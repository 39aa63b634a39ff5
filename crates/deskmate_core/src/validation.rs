//! Input validation run before any remote call.
//!
//! # Invariants
//! - A value that fails validation never reaches a backend.
//! - Email format is the loose `\S+@\S+\.\S+` shape; the auth service stays
//!   the authority on deliverability.

use once_cell::sync::Lazy;
use regex::Regex;
use std::error::Error;
use std::fmt::{Display, Formatter};

/// Minimum password length accepted by registration.
pub const MIN_PASSWORD_LEN: usize = 6;

static EMAIL_RE: Lazy<Regex> =
    Lazy::new(|| Regex::new(r"^\S+@\S+\.\S+$").expect("valid email regex"));

/// Validation failure surfaced inline, before any network activity.
#[derive(Debug, Clone, PartialEq, Eq)]
pub enum ValidationError {
    /// Named field is empty after trimming.
    Required(&'static str),
    InvalidEmail(String),
    PasswordTooShort { min: usize },
    PasswordMismatch,
    /// Event end precedes its start.
    EndBeforeStart,
    MissingCustomDate,
    MissingCustomReminder,
    /// Patch carries no field to change.
    EmptyPatch,
    /// Notebook owners cannot be removed from their collaborator set.
    CannotRemoveOwner,
}

impl Display for ValidationError {
    fn fmt(&self, f: &mut Formatter<'_>) -> std::fmt::Result {
        match self {
            Self::Required(field) => write!(f, "{field} is required"),
            Self::InvalidEmail(value) => write!(f, "`{value}` is not a valid email address"),
            Self::PasswordTooShort { min } => {
                write!(f, "password must be at least {min} characters")
            }
            Self::PasswordMismatch => write!(f, "passwords do not match"),
            Self::EndBeforeStart => write!(f, "event end must not be before its start"),
            Self::MissingCustomDate => write!(f, "custom due date requires a date"),
            Self::MissingCustomReminder => write!(f, "custom reminder requires a time"),
            Self::EmptyPatch => write!(f, "nothing to update"),
            Self::CannotRemoveOwner => write!(f, "the notebook owner cannot be removed"),
        }
    }
}

impl Error for ValidationError {}

/// Fails with [`ValidationError::Required`] when `value` is blank.
pub fn require(field: &'static str, value: &str) -> Result<(), ValidationError> {
    if value.trim().is_empty() {
        return Err(ValidationError::Required(field));
    }
    Ok(())
}

/// Checks presence and shape of an email address.
pub fn validate_email(email: &str) -> Result<(), ValidationError> {
    require("email", email)?;
    if !EMAIL_RE.is_match(email.trim()) {
        return Err(ValidationError::InvalidEmail(email.trim().to_string()));
    }
    Ok(())
}

/// Credentials for password sign-in.
#[derive(Clone, PartialEq, Eq)]
pub struct LoginForm {
    pub email: String,
    pub password: String,
}

impl LoginForm {
    pub fn new(email: impl Into<String>, password: impl Into<String>) -> Self {
        Self {
            email: email.into(),
            password: password.into(),
        }
    }

    pub fn validate(&self) -> Result<(), ValidationError> {
        validate_email(&self.email)?;
        require("password", &self.password)
    }
}

impl std::fmt::Debug for LoginForm {
    fn fmt(&self, f: &mut Formatter<'_>) -> std::fmt::Result {
        f.debug_struct("LoginForm")
            .field("email", &self.email)
            .field("password", &"<redacted>")
            .finish()
    }
}

/// Sign-up form including password confirmation.
#[derive(Clone, PartialEq, Eq)]
pub struct RegisterForm {
    pub email: String,
    pub password: String,
    pub confirm_password: String,
    /// Display name stored in user metadata; optional.
    pub name: Option<String>,
}

impl RegisterForm {
    pub fn new(
        email: impl Into<String>,
        password: impl Into<String>,
        confirm_password: impl Into<String>,
    ) -> Self {
        Self {
            email: email.into(),
            password: password.into(),
            confirm_password: confirm_password.into(),
            name: None,
        }
    }

    pub fn with_name(mut self, name: impl Into<String>) -> Self {
        self.name = Some(name.into());
        self
    }

    /// Runs checks in order: presence, email shape, confirmation match,
    /// length.
    pub fn validate(&self) -> Result<(), ValidationError> {
        require("email", &self.email)?;
        require("password", &self.password)?;
        require("password confirmation", &self.confirm_password)?;
        validate_email(&self.email)?;
        if self.password != self.confirm_password {
            return Err(ValidationError::PasswordMismatch);
        }
        if self.password.chars().count() < MIN_PASSWORD_LEN {
            return Err(ValidationError::PasswordTooShort {
                min: MIN_PASSWORD_LEN,
            });
        }
        Ok(())
    }

    /// Trimmed display name, `None` when blank.
    pub fn display_name(&self) -> Option<&str> {
        self.name
            .as_deref()
            .map(str::trim)
            .filter(|name| !name.is_empty())
    }
}

impl std::fmt::Debug for RegisterForm {
    fn fmt(&self, f: &mut Formatter<'_>) -> std::fmt::Result {
        f.debug_struct("RegisterForm")
            .field("email", &self.email)
            .field("password", &"<redacted>")
            .field("confirm_password", &"<redacted>")
            .field("name", &self.name)
            .finish()
    }
}

#[cfg(test)]
mod tests {
    use super::{validate_email, LoginForm, RegisterForm, ValidationError, MIN_PASSWORD_LEN};

    #[test]
    fn email_shape_is_checked() {
        assert!(validate_email("ada@example.com").is_ok());
        assert_eq!(
            validate_email("   ").unwrap_err(),
            ValidationError::Required("email")
        );
        assert!(matches!(
            validate_email("ada.example.com"),
            Err(ValidationError::InvalidEmail(_))
        ));
        assert!(matches!(
            validate_email("ada@example"),
            Err(ValidationError::InvalidEmail(_))
        ));
    }

    #[test]
    fn register_reports_mismatch_before_length() {
        let mismatch = RegisterForm::new("ada@example.com", "abc", "xyz");
        assert_eq!(
            mismatch.validate().unwrap_err(),
            ValidationError::PasswordMismatch
        );

        let short = RegisterForm::new("ada@example.com", "abc", "abc");
        assert_eq!(
            short.validate().unwrap_err(),
            ValidationError::PasswordTooShort {
                min: MIN_PASSWORD_LEN
            }
        );
    }

    #[test]
    fn register_requires_every_field() {
        let form = RegisterForm::new("ada@example.com", "secret1", "");
        assert_eq!(
            form.validate().unwrap_err(),
            ValidationError::Required("password confirmation")
        );
    }

    #[test]
    fn blank_display_name_is_none() {
        let form = RegisterForm::new("a@b.co", "secret1", "secret1").with_name("   ");
        assert_eq!(form.display_name(), None);
    }

    #[test]
    fn debug_output_redacts_passwords() {
        let login = LoginForm::new("ada@example.com", "hunter22");
        assert!(!format!("{login:?}").contains("hunter22"));
        let register = RegisterForm::new("ada@example.com", "hunter22", "hunter22");
        assert!(!format!("{register:?}").contains("hunter22"));
    }
}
----------
# [Work to complete]
From the material above, copy each line that includes the word "Required".

# [Expected output]
    Required(&'static str),
            Self::Required(field) => write!(f, "{field} is required"),
/// Fails with [`ValidationError::Required`] when `value` is blank.
        return Err(ValidationError::Required(field));
            ValidationError::Required("email")
            ValidationError::Required("password confirmation")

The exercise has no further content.